**REQUIRED ACTION:** Could you repeat the whole listing below exactly as it stands?

**DATASET ENTRIES:**
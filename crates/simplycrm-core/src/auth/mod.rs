//! Session and anti-forgery state shared by every request.
//!
//! This module provides:
//! - `SessionContext`: the injected per-process session (token + CSRF cache)
//! - `TokenSlot`: in-memory session token backed by a `TokenPersistence`
//! - `FileTokenStore` / `KeyringTokenStore`: durable token backends
//! - `CsrfCache`: CSRF token cache with a single in-flight refresh

pub mod credentials;
pub mod csrf;
pub mod session;

pub use credentials::KeyringTokenStore;
pub use csrf::{token_from_parts, CsrfCache, CSRF_HEADER};
pub use session::{
    FileTokenStore, MemoryTokenStore, SessionContext, TokenPersistence, TokenSlot,
    TOKEN_STORAGE_KEY,
};
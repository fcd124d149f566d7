use std::cmp;

fn bits_helper(n: u64, i: u64) -> u64 {
    if n == 0 {
        i
    } else {
        bits_helper(n / 2, i + 1)
    }
}

/// Number of bits needed to represent a number.
pub fn bits_needed_for(n: u64) -> u64 {
    cmp::max(bits_helper(n - 1, 0), 1)
}
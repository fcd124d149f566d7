//! Errors generated by the synthesis core.
use std::fmt::Display;

/// Convenience wrapper to represent success or failure of a core operation.
pub type TaktResult<T> = Result<T, Error>;

/// Errors generated by the scheduling, binding and allocation pipeline.
///
/// The variants follow the pipeline's error taxonomy: configuration errors
/// ([MalformedStructure](Error::malformed_structure),
/// [InvalidName](Error::invalid_name)) and constraint violations
/// ([Constraint](Error::constraint)) are caller-recoverable; infeasibility
/// ([Infeasible](Error::infeasible)) is surfaced verbatim without retry;
/// internal invariant violations ([Internal](Error::internal)) indicate a
/// bug in the pipeline itself.
pub struct Error {
    kind: Box<ErrorKind>,
}

impl Error {
    /// Caller-supplied data is structurally invalid.
    pub fn malformed_structure<S: ToString>(msg: S) -> Self {
        Self {
            kind: Box::new(ErrorKind::MalformedStructure(msg.to_string())),
        }
    }

    /// A name is not a valid identifier.
    pub fn invalid_name<S: ToString>(name: S) -> Self {
        Self {
            kind: Box::new(ErrorKind::InvalidName(name.to_string())),
        }
    }

    /// A requested mutation would break an invariant.
    pub fn constraint<S: ToString>(msg: S) -> Self {
        Self {
            kind: Box::new(ErrorKind::Constraint(msg.to_string())),
        }
    }

    /// The problem as posed has no solution under the given bounds.
    pub fn infeasible<S: ToString>(msg: S) -> Self {
        Self {
            kind: Box::new(ErrorKind::Infeasible(msg.to_string())),
        }
    }

    /// An operator reachable from the graph inputs is missing latency data.
    pub fn latency_not_set<S: ToString>(op: S) -> Self {
        Self {
            kind: Box::new(ErrorKind::LatencyNotSet(op.to_string())),
        }
    }

    /// Internal invariant violation. Should never surface to a well-formed
    /// caller; logged with full state at the point of construction.
    pub fn internal<S: ToString>(msg: S) -> Self {
        let msg = msg.to_string();
        log::error!("internal invariant violation: {msg}");
        Self {
            kind: Box::new(ErrorKind::Internal(msg)),
        }
    }

    /// A file could not be read or written.
    pub fn invalid_file<S: ToString>(msg: S) -> Self {
        Self {
            kind: Box::new(ErrorKind::InvalidFile(msg.to_string())),
        }
    }

    /// An input description failed to parse.
    pub fn parse_error<S: ToString>(msg: S) -> Self {
        Self {
            kind: Box::new(ErrorKind::ParseError(msg.to_string())),
        }
    }
}

enum ErrorKind {
    MalformedStructure(String),
    InvalidName(String),
    Constraint(String),
    Infeasible(String),
    LatencyNotSet(String),
    Internal(String),
    InvalidFile(String),
    ParseError(String),
}

impl Display for Error {
    fn fmt(&self, f: &mut std::fmt::Formatter<'_>) -> std::fmt::Result {
        use ErrorKind::*;
        match &*self.kind {
            MalformedStructure(msg) => {
                write!(f, "malformed structure: {msg}")
            }
            InvalidName(name) => {
                write!(f, "`{name}' is not a valid identifier")
            }
            Constraint(msg) => write!(f, "constraint violation: {msg}"),
            Infeasible(msg) => write!(f, "infeasible: {msg}"),
            LatencyNotSet(op) => {
                write!(f, "latencies not set for operation `{op}'")
            }
            Internal(msg) => {
                write!(f, "internal invariant violation: {msg}")
            }
            InvalidFile(msg) => write!(f, "invalid file: {msg}"),
            ParseError(msg) => write!(f, "parse error: {msg}"),
        }
    }
}

impl std::fmt::Debug for Error {
    fn fmt(&self, f: &mut std::fmt::Formatter<'_>) -> std::fmt::Result {
        Display::fmt(self, f)
    }
}

impl std::error::Error for Error {}

impl From<std::io::Error> for Error {
    fn from(err: std::io::Error) -> Self {
        Error::invalid_file(err)
    }
}

impl From<std::fmt::Error> for Error {
    fn from(err: std::fmt::Error) -> Self {
        Error::invalid_file(err)
    }
}
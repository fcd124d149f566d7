use argh::FromArgs;
use std::path::PathBuf;

/// Definition of the command line interface. Uses the `argh` derive macro.
#[derive(FromArgs, Debug)]
#[argh(help_triggers("-h", "--help"))]
/// Schedule a dataflow graph, bind it to shared resources and allocate
/// storage for the values flowing between them.
pub struct Opts {
    /// input dataflow graph (JSON)
    #[argh(positional)]
    pub file: PathBuf,

    /// output file, default is stdout
    #[argh(option, short = 'o', long = "output")]
    pub output: Option<PathBuf>,

    /// schedule period; defaults to the ASAP makespan
    #[argh(option, long = "schedule-time")]
    pub schedule_time: Option<u64>,

    /// schedule on a flat timeline instead of a cyclic one
    #[argh(switch, long = "non-cyclic")]
    pub non_cyclic: bool,

    /// upper bound on processing elements per operator type
    #[argh(option, long = "pe-cap")]
    pub pe_cap: Option<u64>,

    /// upper bound on memories
    #[argh(option, long = "memory-cap")]
    pub memory_cap: Option<u64>,

    /// largest lifetime (in cycles) a value may have and still stay a
    /// plain wire instead of going through a memory
    #[argh(option, long = "wire-threshold", default = "0")]
    pub wire_threshold: u64,

    /// read ports available per memory per cycle
    #[argh(option, long = "read-ports")]
    pub read_ports: Option<usize>,

    /// write ports available per memory per cycle
    #[argh(option, long = "write-ports")]
    pub write_ports: Option<usize>,

    /// combined port budget per memory per cycle (default 1 when no
    /// per-direction budget is given)
    #[argh(option, long = "total-ports")]
    pub total_ports: Option<usize>,

    /// allocate banked memories instead of register files
    #[argh(switch, long = "banked")]
    pub banked: bool,

    /// address multiplexer size for banked allocation
    #[argh(option, long = "adr-mux-size", default = "2")]
    pub adr_mux_size: usize,

    /// address pipeline depth for banked allocation
    #[argh(option, long = "adr-pipe-depth", default = "0")]
    pub adr_pipe_depth: u32,

    /// treat memory inputs as registered (synchronous)
    #[argh(switch, long = "registered-input")]
    pub registered_input: bool,

    /// log level for debugging
    #[argh(option, long = "log", default = "log::LevelFilter::Warn")]
    pub log_level: log::LevelFilter,
}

**COMPLETED TASK:**
filename crates/simplycrm-core/src/auth/mod.rs
//! Session and anti-forgery state shared by every request.
//!
//! This module provides:
//! - `SessionContext`: the injected per-process session (token + CSRF cache)
//! - `TokenSlot`: in-memory session token backed by a `TokenPersistence`
//! - `FileTokenStore` / `KeyringTokenStore`: durable token backends
//! - `CsrfCache`: CSRF token cache with a single in-flight refresh

pub mod credentials;
pub mod csrf;
pub mod session;

pub use credentials::KeyringTokenStore;
pub use csrf::{token_from_parts, CsrfCache, CSRF_HEADER};
pub use session::{
    FileTokenStore, MemoryTokenStore, SessionContext, TokenPersistence, TokenSlot,
    TOKEN_STORAGE_KEY,
};
repository fcd124d149f566d7
use std::cmp;

fn bits_helper(n: u64, i: u64) -> u64 {
    if n == 0 {
        i
    } else {
        bits_helper(n / 2, i + 1)
    }
}

/// Number of bits needed to represent a number.
pub fn bits_needed_for(n: u64) -> u64 {
    cmp::max(bits_helper(n - 1, 0), 1)
}
repository fcd124d149f566d7
//! Errors generated by the synthesis core.
use std::fmt::Display;

/// Convenience wrapper to represent success or failure of a core operation.
pub type TaktResult<T> = Result<T, Error>;

/// Errors generated by the scheduling, binding and allocation pipeline.
///
/// The variants follow the pipeline's error taxonomy: configuration errors
/// ([MalformedStructure](Error::malformed_structure),
/// [InvalidName](Error::invalid_name)) and constraint violations
/// ([Constraint](Error::constraint)) are caller-recoverable; infeasibility
/// ([Infeasible](Error::infeasible)) is surfaced verbatim without retry;
/// internal invariant violations ([Internal](Error::internal)) indicate a
/// bug in the pipeline itself.
pub struct Error {
    kind: Box<ErrorKind>,
}

impl Error {
    /// Caller-supplied data is structurally invalid.
    pub fn malformed_structure<S: ToString>(msg: S) -> Self {
        Self {
            kind: Box::new(ErrorKind::MalformedStructure(msg.to_string())),
        }
    }

    /// A name is not a valid identifier.
    pub fn invalid_name<S: ToString>(name: S) -> Self {
        Self {
            kind: Box::new(ErrorKind::InvalidName(name.to_string())),
        }
    }

    /// A requested mutation would break an invariant.
    pub fn constraint<S: ToString>(msg: S) -> Self {
        Self {
            kind: Box::new(ErrorKind::Constraint(msg.to_string())),
        }
    }

    /// The problem as posed has no solution under the given bounds.
    pub fn infeasible<S: ToString>(msg: S) -> Self {
        Self {
            kind: Box::new(ErrorKind::Infeasible(msg.to_string())),
        }
    }

    /// An operator reachable from the graph inputs is missing latency data.
    pub fn latency_not_set<S: ToString>(op: S) -> Self {
        Self {
            kind: Box::new(ErrorKind::LatencyNotSet(op.to_string())),
        }
    }

    /// Internal invariant violation. Should never surface to a well-formed
    /// caller; logged with full state at the point of construction.
    pub fn internal<S: ToString>(msg: S) -> Self {
        let msg = msg.to_string();
        log::error!("internal invariant violation: {msg}");
        Self {
            kind: Box::new(ErrorKind::Internal(msg)),
        }
    }

    /// A file could not be read or written.
    pub fn invalid_file<S: ToString>(msg: S) -> Self {
        Self {
            kind: Box::new(ErrorKind::InvalidFile(msg.to_string())),
        }
    }

    /// An input description failed to parse.
    pub fn parse_error<S: ToString>(msg: S) -> Self {
        Self {
            kind: Box::new(ErrorKind::ParseError(msg.to_string())),
        }
    }
}

enum ErrorKind {
    MalformedStructure(String),
    InvalidName(String),
    Constraint(String),
    Infeasible(String),
    LatencyNotSet(String),
    Internal(String),
    InvalidFile(String),
    ParseError(String),
}

impl Display for Error {
    fn fmt(&self, f: &mut std::fmt::Formatter<'_>) -> std::fmt::Result {
        use ErrorKind::*;
        match &*self.kind {
            MalformedStructure(msg) => {
                write!(f, "malformed structure: {msg}")
            }
            InvalidName(name) => {
                write!(f, "`{name}' is not a valid identifier")
            }
            Constraint(msg) => write!(f, "constraint violation: {msg}"),
            Infeasible(msg) => write!(f, "infeasible: {msg}"),
            LatencyNotSet(op) => {
                write!(f, "latencies not set for operation `{op}'")
            }
            Internal(msg) => {
                write!(f, "internal invariant violation: {msg}")
            }
            InvalidFile(msg) => write!(f, "invalid file: {msg}"),
            ParseError(msg) => write!(f, "parse error: {msg}"),
        }
    }
}

impl std::fmt::Debug for Error {
    fn fmt(&self, f: &mut std::fmt::Formatter<'_>) -> std::fmt::Result {
        Display::fmt(self, f)
    }
}

impl std::error::Error for Error {}

impl From<std::io::Error> for Error {
    fn from(err: std::io::Error) -> Self {
        Error::invalid_file(err)
    }
}

impl From<std::fmt::Error> for Error {
    fn from(err: std::fmt::Error) -> Self {
        Error::invalid_file(err)
    }
}
repository fcd124d149f566d7
use argh::FromArgs;
use std::path::PathBuf;

/// Definition of the command line interface. Uses the `argh` derive macro.
#[derive(FromArgs, Debug)]
#[argh(help_triggers("-h", "--help"))]
/// Schedule a dataflow graph, bind it to shared resources and allocate
/// storage for the values flowing between them.
pub struct Opts {
    /// input dataflow graph (JSON)
    #[argh(positional)]
    pub file: PathBuf,

    /// output file, default is stdout
    #[argh(option, short = 'o', long = "output")]
    pub output: Option<PathBuf>,

    /// schedule period; defaults to the ASAP makespan
    #[argh(option, long = "schedule-time")]
    pub schedule_time: Option<u64>,

    /// schedule on a flat timeline instead of a cyclic one
    #[argh(switch, long = "non-cyclic")]
    pub non_cyclic: bool,

    /// upper bound on processing elements per operator type
    #[argh(option, long = "pe-cap")]
    pub pe_cap: Option<u64>,

    /// upper bound on memories
    #[argh(option, long = "memory-cap")]
    pub memory_cap: Option<u64>,

    /// largest lifetime (in cycles) a value may have and still stay a
    /// plain wire instead of going through a memory
    #[argh(option, long = "wire-threshold", default = "0")]
    pub wire_threshold: u64,

    /// read ports available per memory per cycle
    #[argh(option, long = "read-ports")]
    pub read_ports: Option<usize>,

    /// write ports available per memory per cycle
    #[argh(option, long = "write-ports")]
    pub write_ports: Option<usize>,

    /// combined port budget per memory per cycle (default 1 when no
    /// per-direction budget is given)
    #[argh(option, long = "total-ports")]
    pub total_ports: Option<usize>,

    /// allocate banked memories instead of register files
    #[argh(switch, long = "banked")]
    pub banked: bool,

    /// address multiplexer size for banked allocation
    #[argh(option, long = "adr-mux-size", default = "2")]
    pub adr_mux_size: usize,

    /// address pipeline depth for banked allocation
    #[argh(option, long = "adr-pipe-depth", default = "0")]
    pub adr_pipe_depth: u32,

    /// treat memory inputs as registered (synchronous)
    #[argh(switch, long = "registered-input")]
    pub registered_input: bool,

    /// log level for debugging
    #[argh(option, long = "log", default = "log::LevelFilter::Warn")]
    pub log_level: log::LevelFilter,
}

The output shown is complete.